Description Nico Kruger 2019-02-11 06:28:19 UTC
Created attachment 1528880 [details]
full system logs from var/logs

Description of problem: oVirt Error creating a storage domain (On Cisco UCS Only)


Version-Release number of selected component (if applicable): oVirt 4.2


How reproducible: perfectly each time reproducible 


Steps to Reproduce:
1. Install oVirt Node using node-ng iso: https://resources.ovirt.org/pub/ovirt-4.3/iso/ovirt-node-ng-installer/

2. Follow guide to deploy hyperconverged cluster: https://www.ovirt.org/documentation/gluster-hyperconverged/chap-Single_node_hyperconverged.html

3. Proceed to creating hosted-engine.

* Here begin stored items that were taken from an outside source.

//! Session transcript — the in-process record of one conversation.

use serde::{Deserialize, Serialize};

/// Who authored a turn.
#[derive(Debug, Clone, Copy, PartialEq, Eq, Serialize, Deserialize)]
#[serde(rename_all = "lowercase")]
pub enum Role {
    User,
    Assistant,
}

/// One utterance. Immutable once appended.
#[derive(Debug, Clone, Serialize, Deserialize)]
pub struct Turn {
    pub role: Role,
    pub content: String,
}

/// Append-only sequence of turns.
///
/// Roles alternate user/assistant by convention; nothing enforces it. The
/// transcript lives in memory only and is cleared wholesale on user command.
/// Durable memory stores are a separate concern.
#[derive(Debug, Clone, Default, Serialize, Deserialize)]
pub struct Transcript {
    turns: Vec<Turn>,
}

impl Transcript {
    pub fn new() -> Self {
        Self::default()
    }

    /// Append a turn.
    pub fn push(&mut self, role: Role, content: impl Into<String>) {
        self.turns.push(Turn {
            role,
            content: content.into(),
        });
    }

    pub fn turns(&self) -> &[Turn] {
        &self.turns
    }

    pub fn last(&self) -> Option<&Turn> {
        self.turns.last()
    }

    /// Drop every turn.
    pub fn clear(&mut self) {
        self.turns.clear();
    }

    pub fn len(&self) -> usize {
        self.turns.len()
    }

    pub fn is_empty(&self) -> bool {
        self.turns.is_empty()
    }
}

#[cfg(test)]
mod tests {
    use super::*;

    #[test]
    fn appends_in_order() {
        let mut transcript = Transcript::new();
        transcript.push(Role::User, "hello");
        transcript.push(Role::Assistant, "hi there");

        assert_eq!(transcript.len(), 2);
        assert_eq!(transcript.turns()[0].role, Role::User);
        assert_eq!(transcript.last().unwrap().content, "hi there");
    }

    #[test]
    fn clear_is_wholesale() {
        let mut transcript = Transcript::new();
        transcript.push(Role::User, "hello");
        transcript.clear();
        assert!(transcript.is_empty());
    }

    #[test]
    fn roles_serialize_lowercase() {
        let turn = Turn {
            role: Role::Assistant,
            content: "ok".to_string(),
        };
        let json = serde_json::to_string(&turn).unwrap();
        assert!(json.contains("\"assistant\""));
    }
}
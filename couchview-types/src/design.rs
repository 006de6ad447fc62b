//! The persisted design document.

use crate::view::ViewFunctions;
use serde::{Deserialize, Serialize};
use serde_json::{Map, Value};
use std::collections::BTreeMap;

/// Id prefix of every design document.
pub const DESIGN_PREFIX: &str = "_design/";

/// Language tag written on every design document.
pub const VIEW_LANGUAGE: &str = "javascript";

/// Design document id for a namespace: `_design/<namespace>`.
pub fn design_id(namespace: &str) -> String {
    if namespace.starts_with(DESIGN_PREFIX) {
        namespace.to_string()
    } else {
        format!("{DESIGN_PREFIX}{namespace}")
    }
}

/// A design document: the store-visible container of view functions.
///
/// Fields other than `_id`, `_rev`, `language` and `views` (filters,
/// validation functions written by other tools) are preserved in `extra`
/// so a rewrite never drops them.
#[derive(Debug, Clone, PartialEq, Serialize, Deserialize)]
pub struct DesignDocument {
    #[serde(rename = "_id")]
    pub id: String,
    #[serde(rename = "_rev", default, skip_serializing_if = "Option::is_none")]
    pub rev: Option<String>,
    #[serde(default = "default_language")]
    pub language: String,
    #[serde(default)]
    pub views: BTreeMap<String, ViewFunctions>,
    #[serde(flatten)]
    pub extra: Map<String, Value>,
}

fn default_language() -> String {
    VIEW_LANGUAGE.to_string()
}

impl DesignDocument {
    /// Creates an empty design document for a namespace.
    pub fn new(namespace: &str) -> Self {
        Self {
            id: design_id(namespace),
            rev: None,
            language: default_language(),
            views: BTreeMap::new(),
            extra: Map::new(),
        }
    }

    /// The namespace part of the id.
    pub fn namespace(&self) -> &str {
        self.id.strip_prefix(DESIGN_PREFIX).unwrap_or(&self.id)
    }

    /// Names of views in `self` that `other` lacks or holds with different functions.
    pub fn differing_views(&self, other: &Self) -> Vec<String> {
        self.views
            .iter()
            .filter(|(name, functions)| other.views.get(*name) != Some(*functions))
            .map(|(name, _)| name.clone())
            .collect()
    }

    /// Copies every view of `local` over this document, keeping views only this one has.
    pub fn merge_views(&mut self, local: &Self) {
        for (name, functions) in &local.views {
            self.views.insert(name.clone(), functions.clone());
        }
        self.language = local.language.clone();
    }
}
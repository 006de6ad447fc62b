//! Per-model view state and the process-wide table that holds it.

use crate::error::ModelResult;
use crate::model::Model;
use couchview_design::{Defined, DesignRegistry};
use couchview_store::StoreConnection;
use couchview_types::{ViewDefinition, ViewOptions};
use std::any::TypeId;
use std::collections::HashMap;
use std::fmt;
use std::sync::{Arc, OnceLock, PoisonError, RwLock};
use tracing::{debug, warn};

/// The views of one model: its design registry and default database.
///
/// Several models may share one registry; each still only sees the views
/// it declared.
pub struct ModelViews {
    model: String,
    design: Arc<DesignRegistry>,
    database: RwLock<Option<Arc<dyn StoreConnection>>>,
}

impl fmt::Debug for ModelViews {
    fn fmt(&self, f: &mut fmt::Formatter<'_>) -> fmt::Result {
        f.debug_struct("ModelViews")
            .field("model", &self.model)
            .field("design", &self.design.id())
            .field("database", &self.database().as_ref().map(|db| db.name().to_string()))
            .finish()
    }
}

impl ModelViews {
    /// Views of `model` in a registry of their own, namespaced by the model.
    pub fn new(model: impl Into<String>) -> Self {
        let model = model.into();
        let design = Arc::new(DesignRegistry::new(model.as_str()));
        // A fresh registry accepts any first definition.
        if let Err(err) = design.define(ViewDefinition::all(&model)) {
            warn!("Could not declare the all view of {}: {}", model, err);
        }
        Self {
            model,
            design,
            database: RwLock::new(None),
        }
    }

    /// Views of `model` in a registry shared with other models.
    pub fn shared(model: impl Into<String>, design: Arc<DesignRegistry>) -> ModelResult<Self> {
        let model = model.into();
        design.define(ViewDefinition::all(&model))?;
        Ok(Self {
            model,
            design,
            database: RwLock::new(None),
        })
    }

    #[must_use]
    pub fn with_database(self, database: Arc<dyn StoreConnection>) -> Self {
        self.use_database(database);
        self
    }

    pub fn model(&self) -> &str {
        &self.model
    }

    pub fn design(&self) -> &Arc<DesignRegistry> {
        &self.design
    }

    /// Default connection for queries that do not name one.
    pub fn database(&self) -> Option<Arc<dyn StoreConnection>> {
        self.database
            .read()
            .unwrap_or_else(PoisonError::into_inner)
            .clone()
    }

    pub fn use_database(&self, database: Arc<dyn StoreConnection>) {
        debug!("{} now uses {}", self.model, database.name());
        *self.database.write().unwrap_or_else(PoisonError::into_inner) = Some(database);
    }

    /// Declares a view over `keys` and returns its name.
    pub fn declare(&self, keys: &[&str], options: ViewOptions) -> ModelResult<String> {
        let definition = ViewDefinition::synthesize(&self.model, keys, options)?;
        let name = definition.name.clone();
        if self.design.define(definition)? == Defined::Inserted {
            debug!("{} declared view {} in {}", self.model, name, self.design.id());
        }
        Ok(name)
    }

    pub fn has_view(&self, name: &str) -> bool {
        self.design.has_for(&self.model, name)
    }

    pub fn can_reduce_view(&self, name: &str) -> bool {
        self.design.can_reduce_for(&self.model, name)
    }

    /// Names of every view this model declared, `all` included.
    pub fn view_names(&self) -> Vec<String> {
        self.design.view_names(&self.model)
    }
}

/// Registration table of model views, keyed by model type.
///
/// Models without a registration get `ModelViews::new(M::type_name())` on
/// first use.
#[derive(Debug, Default)]
pub struct Catalog {
    models: RwLock<HashMap<TypeId, Arc<ModelViews>>>,
}

impl Catalog {
    pub fn new() -> Self {
        Self::default()
    }

    /// The process-wide catalog used by [`Model::views`].
    pub fn global() -> &'static Self {
        static GLOBAL: OnceLock<Catalog> = OnceLock::new();
        GLOBAL.get_or_init(Catalog::new)
    }

    /// Views of `M`, created on first use.
    pub fn model<M: Model>(&self) -> Arc<ModelViews> {
        if let Some(views) = self.get::<M>() {
            return views;
        }
        let mut models = self.models.write().unwrap_or_else(PoisonError::into_inner);
        Arc::clone(
            models
                .entry(TypeId::of::<M>())
                .or_insert_with(|| Arc::new(ModelViews::new(M::type_name()))),
        )
    }

    /// Views of `M`, if already created or registered.
    pub fn get<M: Model>(&self) -> Option<Arc<ModelViews>> {
        self.models
            .read()
            .unwrap_or_else(PoisonError::into_inner)
            .get(&TypeId::of::<M>())
            .cloned()
    }

    /// Installs `views` for `M`, replacing any earlier registration.
    ///
    /// Views declared through the replaced entry are not carried over, so
    /// register before declaring.
    pub fn register<M: Model>(&self, views: ModelViews) -> Arc<ModelViews> {
        let views = Arc::new(views);
        let previous = self
            .models
            .write()
            .unwrap_or_else(PoisonError::into_inner)
            .insert(TypeId::of::<M>(), Arc::clone(&views));
        if previous.is_some() {
            warn!("Replaced the view registration of {}", M::type_name());
        }
        views
    }
}
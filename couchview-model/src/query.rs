//! Per-call query requests and their results.

use couchview_store::StoreConnection;
use couchview_types::{QueryParams, Stale, ViewResponse, ViewRow};
use serde_json::Value;
use std::fmt;
use std::sync::Arc;

/// A view query built per call.
///
/// `params` pass through to the store. `raw` skips materialization, and
/// `database` overrides the model's default connection for this call.
#[derive(Clone, Default)]
pub struct ViewQuery {
    pub params: QueryParams,
    pub raw: bool,
    pub database: Option<Arc<dyn StoreConnection>>,
}

impl fmt::Debug for ViewQuery {
    fn fmt(&self, f: &mut fmt::Formatter<'_>) -> fmt::Result {
        f.debug_struct("ViewQuery")
            .field("params", &self.params)
            .field("raw", &self.raw)
            .field("database", &self.database.as_ref().map(|db| db.name()))
            .finish()
    }
}

impl ViewQuery {
    pub fn new() -> Self {
        Self::default()
    }

    /// Exact-match key; scalar or array.
    #[must_use]
    pub fn key(mut self, key: impl Into<Value>) -> Self {
        self.params.key = Some(key.into());
        self
    }

    #[must_use]
    pub fn startkey(mut self, key: impl Into<Value>) -> Self {
        self.params.startkey = Some(key.into());
        self
    }

    #[must_use]
    pub fn endkey(mut self, key: impl Into<Value>) -> Self {
        self.params.endkey = Some(key.into());
        self
    }

    #[must_use]
    pub const fn limit(mut self, limit: u64) -> Self {
        self.params.limit = Some(limit);
        self
    }

    #[must_use]
    pub const fn skip(mut self, skip: u64) -> Self {
        self.params.skip = Some(skip);
        self
    }

    #[must_use]
    pub const fn descending(mut self, descending: bool) -> Self {
        self.params.descending = Some(descending);
        self
    }

    /// Requests the reduced value. Implies raw output.
    #[must_use]
    pub const fn reduce(mut self, reduce: bool) -> Self {
        self.params.reduce = Some(reduce);
        self
    }

    /// `false` returns the store rows without materializing them.
    #[must_use]
    pub const fn include_docs(mut self, include_docs: bool) -> Self {
        self.params.include_docs = Some(include_docs);
        self
    }

    #[must_use]
    pub const fn group(mut self, group: bool) -> Self {
        self.params.group = Some(group);
        self
    }

    #[must_use]
    pub const fn stale(mut self, stale: Stale) -> Self {
        self.params.stale = Some(stale);
        self
    }

    /// Returns store rows as-is.
    #[must_use]
    pub const fn raw(mut self) -> Self {
        self.raw = true;
        self
    }

    #[must_use]
    pub fn database(mut self, database: Arc<dyn StoreConnection>) -> Self {
        self.database = Some(database);
        self
    }
}

/// What `first_from_view` looks up: a key, or a full query.
#[derive(Debug, Clone)]
pub enum Lookup {
    Key(Value),
    Query(ViewQuery),
}

impl From<Value> for Lookup {
    fn from(key: Value) -> Self {
        Self::Key(key)
    }
}

impl From<&str> for Lookup {
    fn from(key: &str) -> Self {
        Self::Key(Value::from(key))
    }
}

impl From<String> for Lookup {
    fn from(key: String) -> Self {
        Self::Key(Value::from(key))
    }
}

impl From<i64> for Lookup {
    fn from(key: i64) -> Self {
        Self::Key(Value::from(key))
    }
}

impl From<ViewQuery> for Lookup {
    fn from(query: ViewQuery) -> Self {
        Self::Query(query)
    }
}

/// Result of a view call. Exactly one shape per call.
#[derive(Debug, Clone, PartialEq)]
pub enum ViewOutput<M> {
    /// Store rows, unmaterialized.
    Rows(ViewResponse),
    /// Value of an ungrouped reduce; null when no rows matched.
    Reduced(Value),
    /// Materialized instances in row order.
    Models(Vec<M>),
}

impl<M> ViewOutput<M> {
    /// Number of items a consumer would receive.
    pub fn len(&self) -> usize {
        match self {
            Self::Rows(response) => response.rows.len(),
            Self::Reduced(value) => usize::from(!value.is_null()),
            Self::Models(models) => models.len(),
        }
    }

    pub fn is_empty(&self) -> bool {
        self.len() == 0
    }

    pub fn first(self) -> Option<ViewItem<M>> {
        self.into_iter().next()
    }

    /// The materialized instances; empty for raw and reduced output.
    pub fn into_models(self) -> Vec<M> {
        match self {
            Self::Models(models) => models,
            Self::Rows(_) | Self::Reduced(_) => Vec::new(),
        }
    }

    pub fn into_rows(self) -> Option<ViewResponse> {
        match self {
            Self::Rows(response) => Some(response),
            Self::Reduced(_) | Self::Models(_) => None,
        }
    }

    pub fn into_reduced(self) -> Option<Value> {
        match self {
            Self::Reduced(value) => Some(value),
            Self::Rows(_) | Self::Models(_) => None,
        }
    }
}

impl<M> IntoIterator for ViewOutput<M> {
    type Item = ViewItem<M>;
    type IntoIter = std::vec::IntoIter<ViewItem<M>>;

    fn into_iter(self) -> Self::IntoIter {
        let items: Vec<ViewItem<M>> = match self {
            Self::Rows(response) => response.rows.into_iter().map(ViewItem::Row).collect(),
            Self::Reduced(Value::Null) => Vec::new(),
            Self::Reduced(value) => vec![ViewItem::Reduced(value)],
            Self::Models(models) => models.into_iter().map(ViewItem::Model).collect(),
        };
        items.into_iter()
    }
}

/// One element of a view result, as delivered to a streaming consumer.
#[derive(Debug, Clone, PartialEq)]
pub enum ViewItem<M> {
    Model(M),
    Row(ViewRow),
    Reduced(Value),
}

impl<M> ViewItem<M> {
    pub fn into_model(self) -> Option<M> {
        match self {
            Self::Model(model) => Some(model),
            Self::Row(_) | Self::Reduced(_) => None,
        }
    }

    pub fn into_row(self) -> Option<ViewRow> {
        match self {
            Self::Row(row) => Some(row),
            Self::Model(_) | Self::Reduced(_) => None,
        }
    }
}
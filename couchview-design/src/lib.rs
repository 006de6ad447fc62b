//! Design document registry for couchview.
//!
//! A [`DesignRegistry`] owns every view definition of one namespace and is
//! the source of truth for the design document `_design/<namespace>`:
//! - definitions are added at declaration time, without touching the store
//! - the design document is published lazily, once, on first query
//! - redefinition or a changed index set makes the next query republish
//!
//! One registry can serve several models. Each model's definitions keep
//! their own type guard, so query results stay isolated per model.

mod error;
mod registry;

pub use error::{DesignError, DesignResult};
pub use registry::{ConflictPolicy, Defined, DesignRegistry, Publication, PublishState};
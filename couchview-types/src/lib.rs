//! Core type definitions for couchview.
//!
//! This crate holds the plain data that every other couchview crate speaks:
//! - [`Document`]: a stored JSON document with its `_id`, `_rev` and type discriminator
//! - [`MapFunction`], [`ReduceFunction`], [`Guard`]: the typed index function builder
//! - [`ViewDefinition`]: a named view synthesized from field names or custom functions
//! - [`DesignDocument`]: the persisted container of all view functions of a namespace
//! - [`QueryParams`], [`ViewResponse`], [`ViewRow`]: the view query wire shapes
//!
//! Nothing here performs I/O. Rendering of function source is deterministic so
//! definitions can be compared against what a store already holds.

mod design;
mod document;
mod function;
mod query;
mod view;

pub use design::{design_id, DesignDocument, DESIGN_PREFIX, VIEW_LANGUAGE};
pub use document::{Document, TYPE_FIELD};
pub use function::{Guard, MapFunction, ReduceFunction};
pub use query::{QueryParams, Stale, ViewResponse, ViewRow};
pub use view::{view_name, ViewDefaults, ViewDefinition, ViewFunctions, ViewOptions, ALL_VIEW};

/// Result type alias using the crate's error type.
pub type Result<T> = std::result::Result<T, Error>;

/// Errors that can occur while building or encoding view types.
#[derive(Debug, thiserror::Error)]
pub enum Error {
    #[error("serialization error: {0}")]
    Serialization(#[from] serde_json::Error),

    #[error("a view needs at least one key or an explicit name")]
    EmptyKeys,
}
//! CouchDB connection over HTTP.
//!
//! Uses the CouchDB HTTP API for design documents and view queries.

use crate::error::{StoreError, StoreResult};
use crate::StoreConnection;
use async_trait::async_trait;
use couchview_types::{DesignDocument, QueryParams, ViewResponse, DESIGN_PREFIX};
use reqwest::{Client, Method, RequestBuilder, Response, StatusCode};
use serde::{Deserialize, Serialize};
use std::time::Duration;
use tracing::{debug, info};

/// CouchDB connection settings.
#[derive(Debug, Clone, Serialize, Deserialize)]
pub struct CouchDbConfig {
    /// Server base URL (e.g. `http://127.0.0.1:5984`).
    pub url: String,
    /// Database name.
    pub database: String,
    /// Basic auth user.
    #[serde(default, skip_serializing_if = "Option::is_none")]
    pub username: Option<String>,
    /// Basic auth password.
    #[serde(default, skip_serializing_if = "Option::is_none")]
    pub password: Option<String>,
    /// Per-request timeout (in seconds).
    pub timeout_secs: u64,
}

impl Default for CouchDbConfig {
    fn default() -> Self {
        Self {
            url: "http://127.0.0.1:5984".to_string(),
            database: "couchview".to_string(),
            username: None,
            password: None,
            timeout_secs: 30,
        }
    }
}

/// Body of a successful document write.
#[derive(Debug, Deserialize)]
struct PutResponse {
    rev: String,
}

/// A connection to one CouchDB database.
pub struct CouchDbConnection {
    config: CouchDbConfig,
    client: Client,
    name: String,
}

impl CouchDbConnection {
    /// Creates a connection. No request is made until first use.
    pub fn new(config: CouchDbConfig) -> StoreResult<Self> {
        if config.database.is_empty() {
            return Err(StoreError::InvalidConfig("database name is empty".to_string()));
        }

        let client = Client::builder()
            .timeout(Duration::from_secs(config.timeout_secs))
            .build()
            .map_err(|e| StoreError::InvalidConfig(format!("failed to create HTTP client: {e}")))?;

        let name = format!("couchdb:{}/{}", config.url.trim_end_matches('/'), config.database);
        Ok(Self {
            config,
            client,
            name,
        })
    }

    pub fn config(&self) -> &CouchDbConfig {
        &self.config
    }

    fn database_url(&self) -> String {
        format!(
            "{}/{}",
            self.config.url.trim_end_matches('/'),
            urlencoding::encode(&self.config.database)
        )
    }

    /// Document URL. The `_design/` prefix stays a literal path segment.
    fn document_url(&self, id: &str) -> String {
        match id.strip_prefix(DESIGN_PREFIX) {
            Some(namespace) => format!(
                "{}/_design/{}",
                self.database_url(),
                urlencoding::encode(namespace)
            ),
            None => format!("{}/{}", self.database_url(), urlencoding::encode(id)),
        }
    }

    fn request(&self, method: Method, url: String) -> RequestBuilder {
        let request = self.client.request(method, url);
        match &self.config.username {
            Some(user) => request.basic_auth(user, self.config.password.as_deref()),
            None => request,
        }
    }

    async fn send(&self, request: RequestBuilder, what: &str) -> StoreResult<Response> {
        request
            .send()
            .await
            .map_err(|e| StoreError::Network(format!("{what} failed: {e}")))
    }
}

async fn read_body(response: Response, what: &str) -> StoreResult<String> {
    response
        .text()
        .await
        .map_err(|e| StoreError::Network(format!("read {what} body failed: {e}")))
}

async fn http_error(response: Response) -> StoreError {
    let status = response.status().as_u16();
    let body = response.text().await.unwrap_or_default();
    StoreError::Http { status, body }
}

#[async_trait]
impl StoreConnection for CouchDbConnection {
    fn name(&self) -> &str {
        &self.name
    }

    async fn get_design_document(&self, id: &str) -> StoreResult<Option<DesignDocument>> {
        debug!("Fetching design document {} from {}", id, self.name);

        let request = self.request(Method::GET, self.document_url(id));
        let response = self.send(request, "design document fetch").await?;

        if response.status() == StatusCode::NOT_FOUND {
            return Ok(None);
        }
        if !response.status().is_success() {
            return Err(http_error(response).await);
        }

        let body = read_body(response, "design document").await?;
        Ok(Some(serde_json::from_str(&body)?))
    }

    async fn put_design_document(&self, doc: &DesignDocument) -> StoreResult<String> {
        debug!("Writing design document {} to {}", doc.id, self.name);

        let request = self.request(Method::PUT, self.document_url(&doc.id)).json(doc);
        let response = self.send(request, "design document write").await?;

        if response.status() == StatusCode::CONFLICT {
            return Err(StoreError::Conflict(doc.id.clone()));
        }
        if !response.status().is_success() {
            return Err(http_error(response).await);
        }

        let body = read_body(response, "design document write").await?;
        let written: PutResponse = serde_json::from_str(&body)?;

        info!("Wrote design document {} (rev {})", doc.id, written.rev);
        Ok(written.rev)
    }

    async fn query_view(
        &self,
        design_id: &str,
        view: &str,
        params: &QueryParams,
    ) -> StoreResult<ViewResponse> {
        let url = format!(
            "{}/_view/{}",
            self.document_url(design_id),
            urlencoding::encode(view)
        );
        let pairs = params.to_query_pairs()?;

        debug!("Querying view {}/{} on {} {:?}", design_id, view, self.name, pairs);

        let request = self.request(Method::GET, url).query(&pairs);
        let response = self.send(request, "view query").await?;

        if response.status() == StatusCode::NOT_FOUND {
            return Err(StoreError::NotFound(format!("{design_id}/_view/{view}")));
        }
        if !response.status().is_success() {
            return Err(http_error(response).await);
        }

        let body = read_body(response, "view query").await?;
        Ok(serde_json::from_str(&body)?)
    }
}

Hosted-engine deployment will fail when creating shared storage

Actual results:[ ERROR ] Error: Fault reason is "Operation Failed". Fault detail is
"[Error creating a storage domain]". HTTP response code is 400.
[ ERROR ] fatal: [localhost]: FAILED! => {"changed": false, "msg":
"Fault reason is \"Operation Failed\". Fault detail is \"[Error
creating a storage domain]\". HTTP response code is 400."}


Expected results: Not to fail. 


Additional info: I have created a article on oVirt forums for this with more details and findings from redhat software engineers
https://lists.ovirt.org/archives/list/users@ovirt.org/thread/4TDNVOXEA6B4YXGHGZAGB4AT53OKZ7FG/

Full system logs are attached.

Please not this only happens on Cisco UCS servers, i have had success when using other hardware brands

Comment 1 Sandro Bonazzola 2019-02-12 09:12:09 UTC
Dominic, can you please review this bug?

Comment 2 Dominik Holler 2019-02-12 09:33:28 UTC
According to vdsm.log there is the error 'Invalid argument' during dd tries to format the index for lockspace.
Nir, do you have an idea why this is failing?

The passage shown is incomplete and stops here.